Requirement: Report each line of the entries that includes "metadata" by copying it.

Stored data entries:
------------------------------------------------------------
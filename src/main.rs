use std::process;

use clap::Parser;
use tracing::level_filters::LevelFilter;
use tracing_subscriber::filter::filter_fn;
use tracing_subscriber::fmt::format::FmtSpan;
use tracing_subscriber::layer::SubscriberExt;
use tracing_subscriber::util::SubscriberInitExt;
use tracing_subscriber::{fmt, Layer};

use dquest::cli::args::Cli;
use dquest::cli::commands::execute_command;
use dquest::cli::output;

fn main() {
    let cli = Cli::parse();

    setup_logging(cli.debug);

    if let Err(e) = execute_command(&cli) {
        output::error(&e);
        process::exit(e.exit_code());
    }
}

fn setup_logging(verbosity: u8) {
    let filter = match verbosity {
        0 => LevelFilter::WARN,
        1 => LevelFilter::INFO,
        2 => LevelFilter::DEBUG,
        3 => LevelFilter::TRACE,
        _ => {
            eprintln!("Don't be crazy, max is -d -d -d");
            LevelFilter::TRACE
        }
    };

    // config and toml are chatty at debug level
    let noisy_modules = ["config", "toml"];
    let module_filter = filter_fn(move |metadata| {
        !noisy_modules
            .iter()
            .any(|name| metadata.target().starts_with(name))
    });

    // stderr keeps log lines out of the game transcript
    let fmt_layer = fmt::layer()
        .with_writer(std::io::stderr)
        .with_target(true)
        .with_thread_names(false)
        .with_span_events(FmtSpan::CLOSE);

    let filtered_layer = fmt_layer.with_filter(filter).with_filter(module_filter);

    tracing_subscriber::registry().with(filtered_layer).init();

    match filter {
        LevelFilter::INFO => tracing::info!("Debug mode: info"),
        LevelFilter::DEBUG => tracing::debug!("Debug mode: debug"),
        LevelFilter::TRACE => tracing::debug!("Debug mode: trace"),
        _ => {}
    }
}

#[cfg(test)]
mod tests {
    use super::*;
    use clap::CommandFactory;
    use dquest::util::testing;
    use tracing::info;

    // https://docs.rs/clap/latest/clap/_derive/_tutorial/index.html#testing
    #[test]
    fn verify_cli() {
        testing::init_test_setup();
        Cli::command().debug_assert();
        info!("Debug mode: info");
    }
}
------------------------------------------------------------
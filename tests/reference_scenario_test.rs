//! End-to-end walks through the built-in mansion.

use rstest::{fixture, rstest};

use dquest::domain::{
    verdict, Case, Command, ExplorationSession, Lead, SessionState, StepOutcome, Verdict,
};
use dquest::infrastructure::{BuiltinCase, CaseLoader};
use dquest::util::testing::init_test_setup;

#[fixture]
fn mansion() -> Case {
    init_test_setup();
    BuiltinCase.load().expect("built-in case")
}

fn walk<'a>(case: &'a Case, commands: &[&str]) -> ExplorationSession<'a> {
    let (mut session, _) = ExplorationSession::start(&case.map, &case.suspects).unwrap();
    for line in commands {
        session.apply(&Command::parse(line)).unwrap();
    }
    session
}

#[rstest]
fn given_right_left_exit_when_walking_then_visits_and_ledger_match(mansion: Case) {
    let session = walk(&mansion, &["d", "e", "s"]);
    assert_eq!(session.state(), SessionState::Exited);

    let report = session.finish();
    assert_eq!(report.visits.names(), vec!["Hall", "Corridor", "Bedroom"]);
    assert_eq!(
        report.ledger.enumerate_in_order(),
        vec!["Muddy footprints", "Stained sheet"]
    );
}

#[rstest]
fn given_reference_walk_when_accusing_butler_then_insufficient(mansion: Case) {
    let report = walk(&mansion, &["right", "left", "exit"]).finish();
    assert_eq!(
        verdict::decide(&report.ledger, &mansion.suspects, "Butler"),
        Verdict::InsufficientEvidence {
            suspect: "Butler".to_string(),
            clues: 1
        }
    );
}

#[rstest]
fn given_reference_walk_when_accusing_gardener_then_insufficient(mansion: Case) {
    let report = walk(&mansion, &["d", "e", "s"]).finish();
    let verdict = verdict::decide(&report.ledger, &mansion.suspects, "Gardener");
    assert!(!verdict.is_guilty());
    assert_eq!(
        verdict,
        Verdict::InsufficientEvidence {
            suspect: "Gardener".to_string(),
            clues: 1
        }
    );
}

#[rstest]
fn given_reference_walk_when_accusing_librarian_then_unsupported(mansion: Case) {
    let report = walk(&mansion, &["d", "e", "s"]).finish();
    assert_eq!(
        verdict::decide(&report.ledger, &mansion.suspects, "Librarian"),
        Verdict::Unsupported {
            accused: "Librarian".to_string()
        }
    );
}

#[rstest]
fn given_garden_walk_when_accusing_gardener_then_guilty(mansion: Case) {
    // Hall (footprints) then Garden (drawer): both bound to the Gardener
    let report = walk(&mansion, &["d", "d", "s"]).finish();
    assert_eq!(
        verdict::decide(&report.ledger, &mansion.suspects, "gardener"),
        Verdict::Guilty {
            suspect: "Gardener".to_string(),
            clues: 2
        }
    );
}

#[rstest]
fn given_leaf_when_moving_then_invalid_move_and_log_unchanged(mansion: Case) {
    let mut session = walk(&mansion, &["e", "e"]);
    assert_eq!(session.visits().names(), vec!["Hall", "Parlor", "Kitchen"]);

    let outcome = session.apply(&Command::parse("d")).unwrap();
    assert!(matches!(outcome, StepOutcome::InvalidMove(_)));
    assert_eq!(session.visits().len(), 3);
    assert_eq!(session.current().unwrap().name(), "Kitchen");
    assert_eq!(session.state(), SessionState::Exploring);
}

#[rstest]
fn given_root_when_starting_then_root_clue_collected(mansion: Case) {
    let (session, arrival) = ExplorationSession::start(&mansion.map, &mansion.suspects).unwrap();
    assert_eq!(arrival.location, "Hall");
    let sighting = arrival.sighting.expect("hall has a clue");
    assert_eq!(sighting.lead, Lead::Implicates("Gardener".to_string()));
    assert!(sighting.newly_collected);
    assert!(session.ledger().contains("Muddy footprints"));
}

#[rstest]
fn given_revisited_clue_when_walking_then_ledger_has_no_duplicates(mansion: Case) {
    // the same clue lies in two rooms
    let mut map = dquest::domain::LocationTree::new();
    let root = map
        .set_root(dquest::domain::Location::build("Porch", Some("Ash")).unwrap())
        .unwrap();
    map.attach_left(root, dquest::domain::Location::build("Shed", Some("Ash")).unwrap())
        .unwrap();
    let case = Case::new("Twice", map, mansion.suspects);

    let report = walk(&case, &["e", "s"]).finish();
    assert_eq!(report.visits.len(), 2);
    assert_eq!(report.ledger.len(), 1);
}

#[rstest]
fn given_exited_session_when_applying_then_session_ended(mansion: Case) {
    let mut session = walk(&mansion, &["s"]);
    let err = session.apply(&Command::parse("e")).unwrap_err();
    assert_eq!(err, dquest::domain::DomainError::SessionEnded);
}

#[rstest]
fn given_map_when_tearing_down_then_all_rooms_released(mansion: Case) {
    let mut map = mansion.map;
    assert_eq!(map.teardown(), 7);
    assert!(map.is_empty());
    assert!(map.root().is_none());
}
------------------------------------------------------------
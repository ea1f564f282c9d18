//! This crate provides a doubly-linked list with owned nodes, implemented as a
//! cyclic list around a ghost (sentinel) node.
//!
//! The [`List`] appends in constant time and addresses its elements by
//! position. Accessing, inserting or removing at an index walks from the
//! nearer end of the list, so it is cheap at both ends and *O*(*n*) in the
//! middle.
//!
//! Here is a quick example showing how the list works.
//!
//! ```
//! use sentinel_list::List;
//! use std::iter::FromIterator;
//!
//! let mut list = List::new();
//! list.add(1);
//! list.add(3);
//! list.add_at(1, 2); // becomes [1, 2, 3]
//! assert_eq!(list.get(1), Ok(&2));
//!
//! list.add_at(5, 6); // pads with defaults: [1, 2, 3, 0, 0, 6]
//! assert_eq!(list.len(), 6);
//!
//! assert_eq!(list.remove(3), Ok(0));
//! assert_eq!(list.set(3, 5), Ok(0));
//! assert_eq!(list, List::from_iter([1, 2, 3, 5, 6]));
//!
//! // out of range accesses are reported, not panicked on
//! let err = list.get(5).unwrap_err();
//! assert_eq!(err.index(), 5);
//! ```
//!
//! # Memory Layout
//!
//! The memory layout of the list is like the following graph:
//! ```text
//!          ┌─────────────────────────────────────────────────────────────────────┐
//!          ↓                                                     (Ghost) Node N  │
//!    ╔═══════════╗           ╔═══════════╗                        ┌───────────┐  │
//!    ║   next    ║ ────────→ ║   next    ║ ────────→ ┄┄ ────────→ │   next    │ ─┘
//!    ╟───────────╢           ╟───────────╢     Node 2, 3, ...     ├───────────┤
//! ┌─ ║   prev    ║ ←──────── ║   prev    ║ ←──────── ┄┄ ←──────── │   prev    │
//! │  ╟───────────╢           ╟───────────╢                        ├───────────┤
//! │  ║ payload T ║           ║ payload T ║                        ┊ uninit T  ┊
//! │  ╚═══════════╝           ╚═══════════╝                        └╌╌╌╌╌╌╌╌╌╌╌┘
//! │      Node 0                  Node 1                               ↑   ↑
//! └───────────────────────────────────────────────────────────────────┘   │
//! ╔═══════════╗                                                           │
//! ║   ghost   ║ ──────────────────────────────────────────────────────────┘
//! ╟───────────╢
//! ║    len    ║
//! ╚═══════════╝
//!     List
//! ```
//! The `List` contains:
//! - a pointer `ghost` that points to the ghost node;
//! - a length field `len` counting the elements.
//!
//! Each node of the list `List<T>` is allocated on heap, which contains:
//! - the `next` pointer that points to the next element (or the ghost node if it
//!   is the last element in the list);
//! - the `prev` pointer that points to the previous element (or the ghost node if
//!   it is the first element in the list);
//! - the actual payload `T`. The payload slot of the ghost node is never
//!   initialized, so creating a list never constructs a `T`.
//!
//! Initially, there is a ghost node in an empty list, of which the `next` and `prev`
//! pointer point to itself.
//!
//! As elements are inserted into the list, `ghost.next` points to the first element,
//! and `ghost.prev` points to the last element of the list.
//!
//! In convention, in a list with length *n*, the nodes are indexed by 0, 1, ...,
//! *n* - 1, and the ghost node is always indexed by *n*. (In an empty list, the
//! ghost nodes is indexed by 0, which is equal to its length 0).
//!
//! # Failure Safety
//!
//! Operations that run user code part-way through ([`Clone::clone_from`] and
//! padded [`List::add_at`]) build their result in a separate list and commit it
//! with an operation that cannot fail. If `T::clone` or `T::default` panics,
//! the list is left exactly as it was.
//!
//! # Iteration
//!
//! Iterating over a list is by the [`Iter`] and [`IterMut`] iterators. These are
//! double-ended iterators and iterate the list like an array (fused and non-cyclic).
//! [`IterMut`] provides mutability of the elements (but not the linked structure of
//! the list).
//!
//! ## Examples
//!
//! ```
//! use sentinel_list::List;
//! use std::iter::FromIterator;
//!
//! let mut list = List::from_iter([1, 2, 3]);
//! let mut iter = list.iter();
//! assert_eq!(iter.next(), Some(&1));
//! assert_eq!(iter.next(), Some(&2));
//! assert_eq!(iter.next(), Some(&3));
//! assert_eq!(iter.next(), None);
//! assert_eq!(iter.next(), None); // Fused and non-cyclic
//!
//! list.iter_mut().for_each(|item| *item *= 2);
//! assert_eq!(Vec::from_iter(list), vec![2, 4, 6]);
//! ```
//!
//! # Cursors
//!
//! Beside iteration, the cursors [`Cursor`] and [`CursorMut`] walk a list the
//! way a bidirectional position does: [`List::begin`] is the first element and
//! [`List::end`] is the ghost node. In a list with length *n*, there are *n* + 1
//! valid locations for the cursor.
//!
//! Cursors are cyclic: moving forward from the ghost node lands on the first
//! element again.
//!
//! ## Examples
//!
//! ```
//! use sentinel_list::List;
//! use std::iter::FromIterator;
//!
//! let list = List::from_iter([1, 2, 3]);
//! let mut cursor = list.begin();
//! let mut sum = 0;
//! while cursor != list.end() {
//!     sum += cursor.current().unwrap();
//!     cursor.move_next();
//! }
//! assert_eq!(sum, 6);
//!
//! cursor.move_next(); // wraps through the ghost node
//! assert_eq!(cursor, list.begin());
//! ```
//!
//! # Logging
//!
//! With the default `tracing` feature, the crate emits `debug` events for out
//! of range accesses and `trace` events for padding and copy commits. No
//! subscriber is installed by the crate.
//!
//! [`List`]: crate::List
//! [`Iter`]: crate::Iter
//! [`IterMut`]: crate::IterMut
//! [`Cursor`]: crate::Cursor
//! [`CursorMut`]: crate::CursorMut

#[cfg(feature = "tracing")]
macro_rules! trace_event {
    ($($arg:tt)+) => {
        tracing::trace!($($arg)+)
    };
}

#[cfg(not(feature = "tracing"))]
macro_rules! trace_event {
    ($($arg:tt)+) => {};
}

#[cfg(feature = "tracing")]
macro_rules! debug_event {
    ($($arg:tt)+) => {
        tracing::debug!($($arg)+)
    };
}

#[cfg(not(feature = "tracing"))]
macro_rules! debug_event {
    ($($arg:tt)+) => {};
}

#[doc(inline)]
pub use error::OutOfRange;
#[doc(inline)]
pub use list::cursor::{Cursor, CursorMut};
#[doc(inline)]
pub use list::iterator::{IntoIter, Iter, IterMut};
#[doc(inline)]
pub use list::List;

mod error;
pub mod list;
------------------------------------------------------------
Response box:
    let module_filter = filter_fn(move |metadata| {
            .any(|name| metadata.target().starts_with(name))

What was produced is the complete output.